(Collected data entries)
--

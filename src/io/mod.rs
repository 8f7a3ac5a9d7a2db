// SPDX-License-Identifier: Apache-2.0
// Copyright (c) 2025 Polyframe Inc.

//! I/O module - OBJ meshes and XYZ point clouds

mod obj;
mod xyz;

pub use obj::{load_obj, read_obj, save_obj, write_obj};
pub use xyz::{load_xyz, read_xyz, save_xyz, write_xyz, PointCloud, PointFormat};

--

■ Prompt ■
Transcribe the data. Leave every line exactly as it is.

■ Response ■
filename src/io/mod.rs
repository 8f7a3ac5a9d7a2db
// SPDX-License-Identifier: Apache-2.0
// Copyright (c) 2025 Polyframe Inc.

//! I/O module - OBJ meshes and XYZ point clouds

mod obj;
mod xyz;

pub use obj::{load_obj, read_obj, save_obj, write_obj};
pub use xyz::{load_xyz, read_xyz, save_xyz, write_xyz, PointCloud, PointFormat};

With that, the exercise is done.